**What the task asks**
Return the line that contains "subtype)) if !subtype.is_empty()" plus every line after it to the end of the entries below, exactly as given, and stop there.

[Collected data]

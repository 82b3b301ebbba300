//! Static snapshot of the public site.
//!
//! Writes `index.json` (home page), `projects.json` (unfiltered catalog) and
//! `projects/<id>.json` (one per live project) under the output directory.

use std::path::{Path, PathBuf};

use folio_core::PublicSite;
use folio_core::public::ProjectFilter;
use serde::Serialize;
use tracing::debug;

use crate::error::{AppError, AppResult};

/// Files produced by one export run.
#[derive(Debug, Clone, PartialEq, Eq)]
pub struct ExportSummary {
    /// Every file written, in write order.
    pub files: Vec<PathBuf>,
}

async fn write_json<T: Serialize>(path: PathBuf, document: &T) -> AppResult<PathBuf> {
    let bytes = serde_json::to_vec_pretty(document).map_err(|source| AppError::Encode {
        path: path.clone(),
        source,
    })?;
    tokio::fs::write(&path, bytes)
        .await
        .map_err(AppError::io("export.write", &path))?;
    debug!(path = %path.display(), "export file written");
    Ok(path)
}

/// Render every public route of `site` into `out_dir`.
///
/// # Errors
///
/// Returns [`AppError::Io`] when a directory or file cannot be written and
/// [`AppError::Encode`] when a document fails to serialise.
pub async fn write_snapshot(site: &PublicSite, out_dir: &Path) -> AppResult<ExportSummary> {
    let projects_dir = out_dir.join("projects");
    tokio::fs::create_dir_all(&projects_dir)
        .await
        .map_err(AppError::io("export.create_dir", &projects_dir))?;

    let mut files = vec![
        write_json(out_dir.join("index.json"), &site.home().await).await?,
        write_json(
            out_dir.join("projects.json"),
            &site.projects(ProjectFilter::default()).await,
        )
        .await?,
    ];
    for id in site.project_ids().await {
        if let Some(project) = site.project(id).await {
            files.push(write_json(projects_dir.join(format!("{id}.json")), &project).await?);
        }
    }
    Ok(ExportSummary { files })
}

#[cfg(test)]
mod tests {
    use std::sync::Arc;

    use anyhow::Result;
    use folio_core::demo::demo_store;
    use serde_json::Value;

    use super::*;

    #[tokio::test]
    async fn demo_snapshot_covers_home_catalog_and_projects() -> Result<()> {
        let dir = tempfile::tempdir()?;
        let site = PublicSite::new(Arc::new(demo_store()?));

        let summary = write_snapshot(&site, dir.path()).await?;
        assert_eq!(summary.files.len(), 5);

        let catalog: Value =
            serde_json::from_slice(&tokio::fs::read(dir.path().join("projects.json")).await?)?;
        let items = catalog["items"].as_array().cloned().unwrap_or_default();
        assert_eq!(items.len(), 3);
        for item in &items {
            let id = item["id"].as_str().unwrap_or_default();
            let page: Value = serde_json::from_slice(
                &tokio::fs::read(dir.path().join("projects").join(format!("{id}.json"))).await?,
            )?;
            assert_eq!(page["name"], item["name"]);
        }

        let home: Value =
            serde_json::from_slice(&tokio::fs::read(dir.path().join("index.json")).await?)?;
        assert!(home["sections"].is_array());
        Ok(())
    }

    #[tokio::test]
    async fn empty_store_still_exports_home_and_catalog() -> Result<()> {
        let dir = tempfile::tempdir()?;
        let site = PublicSite::new(Arc::new(folio_core::MemoryStore::new()));
        let summary = write_snapshot(&site, &dir.path().join("nested")).await?;
        assert_eq!(summary.files.len(), 2);
        assert!(dir.path().join("nested/projects").is_dir());
        Ok(())
    }
}
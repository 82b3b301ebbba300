//! Upload validation and the blob store contract.
//!
//! Validation runs before any I/O: a rejected file never reaches a
//! [`BlobStore`].

use std::sync::Arc;

use async_trait::async_trait;
use serde::Serialize;
use thiserror::Error;

/// Largest accepted upload, in bytes (2 MiB).
pub const MAX_UPLOAD_BYTES: usize = 2 * 1024 * 1024;

/// Folder avatar uploads are written to.
pub const AVATAR_FOLDER: &str = "avatars";

/// Errors raised by upload validation and blob stores.
#[derive(Debug, Error)]
pub enum MediaError {
    /// Content type is not an image.
    #[error("unsupported media type")]
    UnsupportedType {
        /// Submitted content type.
        content_type: String,
    },
    /// File exceeds [`MAX_UPLOAD_BYTES`].
    #[error("upload too large")]
    TooLarge {
        /// Submitted size in bytes.
        size: usize,
        /// Accepted maximum in bytes.
        limit: usize,
    },
    /// Path is empty, absolute or escapes the media root.
    #[error("invalid media path")]
    InvalidPath {
        /// Offending path.
        path: String,
    },
    /// Object exists and overwriting was not requested.
    #[error("media object already exists")]
    AlreadyExists {
        /// Existing path.
        path: String,
    },
    /// Backend I/O failed.
    #[error("media storage operation failed")]
    Io {
        /// Operation identifier.
        operation: &'static str,
        /// Path being written or read.
        path: String,
        /// Underlying failure.
        #[source]
        source: std::io::Error,
    },
}

impl MediaError {
    /// Short label for the rejection metric, `None` for non-validation errors.
    #[must_use]
    pub const fn rejection_reason(&self) -> Option<&'static str> {
        match self {
            Self::UnsupportedType { .. } => Some("content_type"),
            Self::TooLarge { .. } => Some("size"),
            Self::InvalidPath { .. } => Some("path"),
            Self::AlreadyExists { .. } | Self::Io { .. } => None,
        }
    }
}

/// Options passed along with an upload.
#[derive(Debug, Clone, PartialEq, Eq)]
pub struct UploadOptions {
    /// MIME type recorded with the object.
    pub content_type: String,
    /// `Cache-Control` max-age in seconds.
    pub cache_control: u32,
    /// Overwrite an existing object at the same path.
    pub upsert: bool,
}

impl UploadOptions {
    /// Options for a new image: one hour cache, no overwrite.
    #[must_use]
    pub fn image(content_type: impl Into<String>) -> Self {
        Self {
            content_type: content_type.into(),
            cache_control: 3600,
            upsert: false,
        }
    }
}

/// A stored object as listed by the media page.
#[derive(Debug, Clone, PartialEq, Eq, Serialize)]
pub struct StoredObject {
    /// Path relative to the store root.
    pub path: String,
    /// Size in bytes.
    pub size: u64,
    /// Public URL.
    pub url: String,
}

/// Blob storage collaborator.
#[async_trait]
pub trait BlobStore: Send + Sync {
    /// Write `bytes` at `path`.
    ///
    /// # Errors
    ///
    /// Returns [`MediaError::AlreadyExists`] when the path is taken and
    /// `options.upsert` is false, [`MediaError::InvalidPath`] for unsafe
    /// paths, and [`MediaError::Io`] on write failure.
    async fn upload(
        &self,
        path: &str,
        bytes: &[u8],
        options: &UploadOptions,
    ) -> Result<(), MediaError>;

    /// Public URL for `path`.
    fn public_url(&self, path: &str) -> String;

    /// Every stored object, sorted by path.
    ///
    /// # Errors
    ///
    /// Returns [`MediaError::Io`] when the listing fails.
    async fn list(&self) -> Result<Vec<StoredObject>, MediaError>;
}

/// Shared handle to a blob store.
pub type SharedBlobStore = Arc<dyn BlobStore>;

/// Reject anything that is not an image of at most [`MAX_UPLOAD_BYTES`].
///
/// # Errors
///
/// Returns [`MediaError::UnsupportedType`] or [`MediaError::TooLarge`].
pub fn validate_image(content_type: &str, size: usize) -> Result<(), MediaError> {
    let essence = content_type
        .split(';')
        .next()
        .unwrap_or_default()
        .trim()
        .to_ascii_lowercase();
    match essence.split_once('/') {
        Some(("image", subtype)) if !subtype.is_empty() => {}
        _ => {
            return Err(MediaError::UnsupportedType {
                content_type: content_type.to_string(),
            });
        }
    }
    if size > MAX_UPLOAD_BYTES {
        return Err(MediaError::TooLarge {
            size,
            limit: MAX_UPLOAD_BYTES,
        });
    }
    Ok(())
}

/// File extension for an upload: taken from the file name, else from the
/// image subtype.
#[must_use]
pub fn extension_for(file_name: Option<&str>, content_type: &str) -> String {
    let from_name = file_name
        .and_then(|name| name.rsplit_once('.'))
        .map(|(_, ext)| ext)
        .filter(|ext| !ext.is_empty() && ext.chars().all(|c| c.is_ascii_alphanumeric()));
    let ext = from_name.unwrap_or_else(|| {
        content_type
            .split(';')
            .next()
            .and_then(|essence| essence.split_once('/'))
            .map_or("bin", |(_, subtype)| subtype.trim())
    });
    match ext.to_ascii_lowercase().as_str() {
        "jpeg" => "jpg".to_string(),
        "svg+xml" => "svg".to_string(),
        other => other.to_string(),
    }
}

/// Storage path for an avatar uploaded at `millis` since the epoch.
#[must_use]
pub fn avatar_path(millis: i64, ext: &str) -> String {
    format!("{AVATAR_FOLDER}/avatar-{millis}.{ext}")
}

/// Normalise a caller-supplied relative path.
///
/// # Errors
///
/// Returns [`MediaError::InvalidPath`] for empty or absolute paths and any
/// `.`/`..` or empty segment.
pub fn sanitize_path(path: &str) -> Result<String, MediaError> {
    let invalid = || MediaError::InvalidPath {
        path: path.to_string(),
    };
    if path.is_empty() || path.starts_with('/') || path.contains('\\') {
        return Err(invalid());
    }
    for segment in path.split('/') {
        if segment.is_empty() || segment == "." || segment == ".." {
            return Err(invalid());
        }
    }
    Ok(path.to_string())
}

**Output of the task**
        Some(("image", subtype)) if !subtype.is_empty() => {}
        _ => {
            return Err(MediaError::UnsupportedType {
                content_type: content_type.to_string(),
            });
        }
    }
    if size > MAX_UPLOAD_BYTES {
        return Err(MediaError::TooLarge {
            size,
            limit: MAX_UPLOAD_BYTES,
        });
    }
    Ok(())
}

/// File extension for an upload: taken from the file name, else from the
/// image subtype.
#[must_use]
pub fn extension_for(file_name: Option<&str>, content_type: &str) -> String {
    let from_name = file_name
        .and_then(|name| name.rsplit_once('.'))
        .map(|(_, ext)| ext)
        .filter(|ext| !ext.is_empty() && ext.chars().all(|c| c.is_ascii_alphanumeric()));
    let ext = from_name.unwrap_or_else(|| {
        content_type
            .split(';')
            .next()
            .and_then(|essence| essence.split_once('/'))
            .map_or("bin", |(_, subtype)| subtype.trim())
    });
    match ext.to_ascii_lowercase().as_str() {
        "jpeg" => "jpg".to_string(),
        "svg+xml" => "svg".to_string(),
        other => other.to_string(),
    }
}

/// Storage path for an avatar uploaded at `millis` since the epoch.
#[must_use]
pub fn avatar_path(millis: i64, ext: &str) -> String {
    format!("{AVATAR_FOLDER}/avatar-{millis}.{ext}")
}

/// Normalise a caller-supplied relative path.
///
/// # Errors
///
/// Returns [`MediaError::InvalidPath`] for empty or absolute paths and any
/// `.`/`..` or empty segment.
pub fn sanitize_path(path: &str) -> Result<String, MediaError> {
    let invalid = || MediaError::InvalidPath {
        path: path.to_string(),
    };
    if path.is_empty() || path.starts_with('/') || path.contains('\\') {
        return Err(invalid());
    }
    for segment in path.split('/') {
        if segment.is_empty() || segment == "." || segment == ".." {
            return Err(invalid());
        }
    }
    Ok(path.to_string())
}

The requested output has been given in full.